COVID-19 in Africa: Protecting Lives and Economies
OVERVIEW
People: Anywhere between 300,000 and 3.3 million African people could lose their lives as a direct result of COVID-19, depending on the intervention measures taken to stop the spread.
Africa is particularly susceptible because 56 per cent of the urban population is concentrated in overcrowded and poorly serviced slum dwellings (excluding North Africa) and only 34 per cent of the households have access to basic hand washing facilities. In all, 71 per cent of Africa’s workforce is informally employed, and most of those cannot work from home. Close to 40 per cent of children under 5 years of age in Africa are undernourished. Of all the continents Africa has the highest prevalence of certain underlying conditions, like tuberculosis and HIV/AIDS. With lower ratios of hospital beds and health professionals to its population than other regions, high dependency on imports for its medicinal and pharmaceutical products, weak legal identity systems for direct benefit transfers, and weak economies that are unable to sustain health and lockdown costs, the continent is vulnerable.

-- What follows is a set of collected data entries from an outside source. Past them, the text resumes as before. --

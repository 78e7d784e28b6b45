//! Exact rational scalars and vectors.
//!
//! The whole pipeline runs over `BigRational`: arbitrary-precision
//! numerators and denominators, so dot products and 1-norm normalization
//! stay exact for any integer input, however large. Every comparison is an
//! exact sign test. No epsilons anywhere.

use nalgebra::DVector;
use num_rational::BigRational;
use num_traits::{Signed, Zero};

/// Exact rational scalar (arbitrary precision).
pub type Rat = BigRational;

/// Exact coordinate vector (dynamic dimension).
pub type RatVec = DVector<Rat>;

/// Whole-number rational.
#[inline]
pub fn rat(n: i64) -> Rat {
    Rat::from_integer(n.into())
}

/// Rational `p/q`. Panics if `q == 0` (as `Ratio::new` does).
#[inline]
pub fn ratio(p: i64, q: i64) -> Rat {
    Rat::new(p.into(), q.into())
}

/// Vector from integer coordinates.
pub fn vec_i64(coords: &[i64]) -> RatVec {
    RatVec::from_iterator(coords.len(), coords.iter().map(|&c| rat(c)))
}

/// Sum of absolute coordinate values.
pub fn one_norm(v: &RatVec) -> Rat {
    v.iter().fold(Rat::zero(), |acc, x| acc + x.abs())
}

/// Scale a vector by `1 / s`. Panics if `s == 0`; callers check first.
pub fn scale_down(v: &RatVec, s: &Rat) -> RatVec {
    v.map(|x| x / s.clone())
}

#[cfg(test)]
mod tests {
    use super::*;

    #[test]
    fn one_norm_sums_absolute_values() {
        let v = RatVec::from_vec(vec![ratio(1, 2), rat(-3), rat(0)]);
        assert_eq!(one_norm(&v), ratio(7, 2));
    }

    #[test]
    fn scale_down_normalizes_to_unit_one_norm() {
        let v = vec_i64(&[2, -2]);
        let n = one_norm(&v);
        let u = scale_down(&v, &n);
        assert_eq!(one_norm(&u), rat(1));
        assert_eq!(u[0], ratio(1, 2));
        assert_eq!(u[1], ratio(-1, 2));
    }

    #[test]
    fn arithmetic_is_arbitrary_precision() {
        // A sum that overflows every fixed-width integer type.
        let v = vec_i64(&[i64::MAX, i64::MAX]);
        let total = one_norm(&v);
        assert_eq!(total, rat(i64::MAX) + rat(i64::MAX));
        assert!(total > rat(i64::MAX));
    }
}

Prosperity: The impact on African economies could be the slowing of growth to 1.8 per cent in the best case scenario or a contraction of 2.6 per cent in the worst case. This has the potential to push 27 million people into extreme poverty.
Even if the spread of COVID-19 is suppressed in Africa its economic damage will be unavoidable. The price of oil, which accounts for 40 per cent of Africa’s exports, has halved, and major African exports such as textiles and fresh-cut flowers have crashed. Tourism – which accounts for up to 38 per cent of the gross domestic product (GDP) of some African countries – has effectively halted, as has the airline industry that supports it. Collapsed businesses may never recover. Without a rapid response, Governments risk losing control and facing unrest. To protect and build towards our shared prosperity at least $100 billion is needed to immediately resource a health and social safety net response. Another $100 billion is critical for economic emergency stimulus, including a debt standstill, the financing of a special purpose vehicle for commercial debt obligations, and provision of extra liquidity for the private sector.
Partnerships: African economies are interconnected: our response must bring us together as one. The development finance institutions must at this time play an unprecedented counter-cyclical role to protect the private sector and save jobs.
We must keep trade flowing, particularly in essential medical supplies and staple foods, by fighting the urge to impose export bans. Intellectual property on medical supplies, novel testing kits and vaccines must be shared to help the continent’s private sector take its part in our response. The level of assistance that is required is unprecedented. Innovative financing facilities are needed, including a complete temporary debt standstill, enhanced access to emergency funding facilities, and the provision of liquidity lines to the private sector in Africa. We must “build back better”, by ensuring that there is an abiding climate consciousness in the rebuilding and by leveraging the digital economy. And we must be firm and clear on good governance to safeguard African health systems, ensure proper use of emergency funds, hold African businesses from collapse and reduce worker lay-offs.